### [INSTRUCTIONS FOR THE TASK]
Under this line are the records; write out word for word the part that begins at the line containing "repository c6ae1d53893237c1" and ends at the line containing "fn write_file(&self, path: &Path, content: &str)", and no more.

### [DATA FOR ANALYSIS]
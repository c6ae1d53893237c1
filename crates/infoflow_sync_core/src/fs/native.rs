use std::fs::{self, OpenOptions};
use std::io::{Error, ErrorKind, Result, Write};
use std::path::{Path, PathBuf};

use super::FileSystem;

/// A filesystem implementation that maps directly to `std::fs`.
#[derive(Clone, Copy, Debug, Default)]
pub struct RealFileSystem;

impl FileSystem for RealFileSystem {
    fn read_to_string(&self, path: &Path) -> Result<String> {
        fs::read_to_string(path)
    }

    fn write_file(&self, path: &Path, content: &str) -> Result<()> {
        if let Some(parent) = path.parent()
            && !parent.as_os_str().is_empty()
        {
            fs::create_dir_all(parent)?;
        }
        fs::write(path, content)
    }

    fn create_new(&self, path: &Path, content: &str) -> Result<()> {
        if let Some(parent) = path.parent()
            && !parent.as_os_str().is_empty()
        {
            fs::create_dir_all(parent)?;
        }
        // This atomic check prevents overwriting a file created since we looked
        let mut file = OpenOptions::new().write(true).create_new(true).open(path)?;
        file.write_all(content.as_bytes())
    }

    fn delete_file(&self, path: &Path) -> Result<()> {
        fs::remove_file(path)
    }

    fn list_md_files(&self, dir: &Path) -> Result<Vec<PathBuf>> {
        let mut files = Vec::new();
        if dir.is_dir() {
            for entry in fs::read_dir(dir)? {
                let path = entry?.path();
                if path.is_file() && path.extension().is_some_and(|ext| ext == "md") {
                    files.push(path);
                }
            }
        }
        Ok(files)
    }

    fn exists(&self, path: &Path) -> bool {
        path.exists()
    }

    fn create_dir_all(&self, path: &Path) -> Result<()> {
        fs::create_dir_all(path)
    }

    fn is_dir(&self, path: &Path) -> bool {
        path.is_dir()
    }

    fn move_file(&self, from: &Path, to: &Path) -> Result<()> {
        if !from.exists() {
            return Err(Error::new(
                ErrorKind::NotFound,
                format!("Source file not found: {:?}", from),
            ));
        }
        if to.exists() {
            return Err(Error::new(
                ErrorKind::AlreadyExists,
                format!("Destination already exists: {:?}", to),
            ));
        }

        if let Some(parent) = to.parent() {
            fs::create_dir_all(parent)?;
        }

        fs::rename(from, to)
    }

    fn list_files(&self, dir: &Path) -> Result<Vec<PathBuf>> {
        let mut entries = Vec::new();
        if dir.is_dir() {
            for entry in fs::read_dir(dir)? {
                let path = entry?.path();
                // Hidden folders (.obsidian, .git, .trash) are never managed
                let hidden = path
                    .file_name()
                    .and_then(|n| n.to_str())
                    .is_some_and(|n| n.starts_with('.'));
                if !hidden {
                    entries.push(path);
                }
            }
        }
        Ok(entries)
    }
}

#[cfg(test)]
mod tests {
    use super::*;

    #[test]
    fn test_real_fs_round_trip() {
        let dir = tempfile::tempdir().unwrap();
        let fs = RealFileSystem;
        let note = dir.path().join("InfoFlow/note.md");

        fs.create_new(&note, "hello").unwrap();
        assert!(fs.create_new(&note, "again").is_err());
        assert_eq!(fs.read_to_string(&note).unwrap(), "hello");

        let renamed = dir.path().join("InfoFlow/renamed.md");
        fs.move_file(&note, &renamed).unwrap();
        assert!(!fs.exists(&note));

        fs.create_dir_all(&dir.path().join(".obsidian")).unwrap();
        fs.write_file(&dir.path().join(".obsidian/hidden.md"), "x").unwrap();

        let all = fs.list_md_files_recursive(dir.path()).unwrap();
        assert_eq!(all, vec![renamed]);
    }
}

* * *

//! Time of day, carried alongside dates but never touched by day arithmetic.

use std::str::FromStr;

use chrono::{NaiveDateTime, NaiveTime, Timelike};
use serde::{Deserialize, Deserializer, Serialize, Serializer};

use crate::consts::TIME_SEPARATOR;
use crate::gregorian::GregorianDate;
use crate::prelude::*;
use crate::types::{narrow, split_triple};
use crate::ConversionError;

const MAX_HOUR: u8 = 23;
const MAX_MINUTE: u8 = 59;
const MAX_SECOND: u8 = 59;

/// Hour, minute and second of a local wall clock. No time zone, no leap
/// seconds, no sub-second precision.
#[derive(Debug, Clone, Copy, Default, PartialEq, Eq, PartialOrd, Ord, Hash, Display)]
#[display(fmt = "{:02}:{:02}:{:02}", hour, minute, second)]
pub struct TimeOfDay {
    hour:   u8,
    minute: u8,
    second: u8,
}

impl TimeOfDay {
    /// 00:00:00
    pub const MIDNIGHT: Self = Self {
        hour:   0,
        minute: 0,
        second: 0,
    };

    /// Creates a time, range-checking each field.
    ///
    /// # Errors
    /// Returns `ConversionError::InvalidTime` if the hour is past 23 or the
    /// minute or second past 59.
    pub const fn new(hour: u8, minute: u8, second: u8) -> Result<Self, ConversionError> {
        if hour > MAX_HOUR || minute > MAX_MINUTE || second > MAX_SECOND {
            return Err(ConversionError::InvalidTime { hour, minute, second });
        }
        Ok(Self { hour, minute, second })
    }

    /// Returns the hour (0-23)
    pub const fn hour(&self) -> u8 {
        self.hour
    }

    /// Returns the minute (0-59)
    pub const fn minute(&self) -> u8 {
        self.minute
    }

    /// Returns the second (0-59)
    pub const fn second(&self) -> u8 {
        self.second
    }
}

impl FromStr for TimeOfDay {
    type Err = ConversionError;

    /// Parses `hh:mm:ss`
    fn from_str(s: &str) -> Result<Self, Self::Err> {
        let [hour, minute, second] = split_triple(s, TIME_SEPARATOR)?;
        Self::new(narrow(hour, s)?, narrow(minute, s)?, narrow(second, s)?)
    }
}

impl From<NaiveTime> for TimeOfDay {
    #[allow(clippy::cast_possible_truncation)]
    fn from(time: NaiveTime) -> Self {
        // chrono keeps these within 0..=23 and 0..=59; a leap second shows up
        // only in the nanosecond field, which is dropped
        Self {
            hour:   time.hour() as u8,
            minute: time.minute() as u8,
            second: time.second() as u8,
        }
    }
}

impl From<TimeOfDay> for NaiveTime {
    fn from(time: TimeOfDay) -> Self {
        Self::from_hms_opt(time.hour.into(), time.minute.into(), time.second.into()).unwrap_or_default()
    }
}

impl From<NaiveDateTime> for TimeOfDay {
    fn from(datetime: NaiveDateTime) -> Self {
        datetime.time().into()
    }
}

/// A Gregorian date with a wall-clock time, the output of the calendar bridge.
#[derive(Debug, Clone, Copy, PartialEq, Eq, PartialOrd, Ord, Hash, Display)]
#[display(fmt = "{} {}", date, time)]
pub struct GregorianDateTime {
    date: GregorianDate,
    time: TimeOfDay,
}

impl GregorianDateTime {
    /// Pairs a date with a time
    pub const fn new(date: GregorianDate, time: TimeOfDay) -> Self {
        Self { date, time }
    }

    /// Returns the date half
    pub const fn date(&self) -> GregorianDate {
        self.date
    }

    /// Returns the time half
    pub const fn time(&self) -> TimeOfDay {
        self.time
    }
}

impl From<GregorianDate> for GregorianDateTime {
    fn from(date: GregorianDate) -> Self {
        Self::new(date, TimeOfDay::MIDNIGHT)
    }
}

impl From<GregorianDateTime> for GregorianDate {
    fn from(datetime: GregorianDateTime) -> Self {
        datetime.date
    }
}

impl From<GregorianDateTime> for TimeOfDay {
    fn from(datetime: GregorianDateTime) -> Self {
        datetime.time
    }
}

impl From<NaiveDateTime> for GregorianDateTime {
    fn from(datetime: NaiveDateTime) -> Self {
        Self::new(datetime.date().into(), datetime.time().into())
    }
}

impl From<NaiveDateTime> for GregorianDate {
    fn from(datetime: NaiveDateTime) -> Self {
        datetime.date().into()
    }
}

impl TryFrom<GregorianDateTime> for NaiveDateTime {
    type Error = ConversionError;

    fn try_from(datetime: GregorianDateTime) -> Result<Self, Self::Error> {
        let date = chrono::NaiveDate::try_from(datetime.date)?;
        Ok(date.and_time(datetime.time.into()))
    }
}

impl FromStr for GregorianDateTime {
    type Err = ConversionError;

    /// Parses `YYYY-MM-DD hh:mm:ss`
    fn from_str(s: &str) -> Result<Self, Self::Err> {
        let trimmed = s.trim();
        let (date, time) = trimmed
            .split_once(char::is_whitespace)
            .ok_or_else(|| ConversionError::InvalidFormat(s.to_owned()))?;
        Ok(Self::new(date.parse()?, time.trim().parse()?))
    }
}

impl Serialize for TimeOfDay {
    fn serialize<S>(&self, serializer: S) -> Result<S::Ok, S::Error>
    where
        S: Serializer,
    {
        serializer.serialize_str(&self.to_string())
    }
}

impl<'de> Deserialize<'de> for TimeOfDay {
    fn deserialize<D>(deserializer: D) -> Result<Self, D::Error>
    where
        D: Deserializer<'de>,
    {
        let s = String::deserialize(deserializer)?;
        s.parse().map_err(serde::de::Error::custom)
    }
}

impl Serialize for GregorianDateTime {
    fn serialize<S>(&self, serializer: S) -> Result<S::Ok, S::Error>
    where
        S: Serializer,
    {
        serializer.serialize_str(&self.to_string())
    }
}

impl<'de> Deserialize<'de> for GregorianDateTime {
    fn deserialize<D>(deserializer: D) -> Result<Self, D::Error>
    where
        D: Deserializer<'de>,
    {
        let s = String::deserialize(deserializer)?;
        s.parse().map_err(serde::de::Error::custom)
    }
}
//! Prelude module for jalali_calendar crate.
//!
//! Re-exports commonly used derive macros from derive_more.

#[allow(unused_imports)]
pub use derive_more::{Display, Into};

### [SOLUTION]
repository c6ae1d53893237c1
filename crates/infoflow_sync_core/src/fs/native.rs
use std::fs::{self, OpenOptions};
use std::io::{Error, ErrorKind, Result, Write};
use std::path::{Path, PathBuf};

use super::FileSystem;

/// A filesystem implementation that maps directly to `std::fs`.
#[derive(Clone, Copy, Debug, Default)]
pub struct RealFileSystem;

impl FileSystem for RealFileSystem {
    fn read_to_string(&self, path: &Path) -> Result<String> {
        fs::read_to_string(path)
    }

    fn write_file(&self, path: &Path, content: &str) -> Result<()> {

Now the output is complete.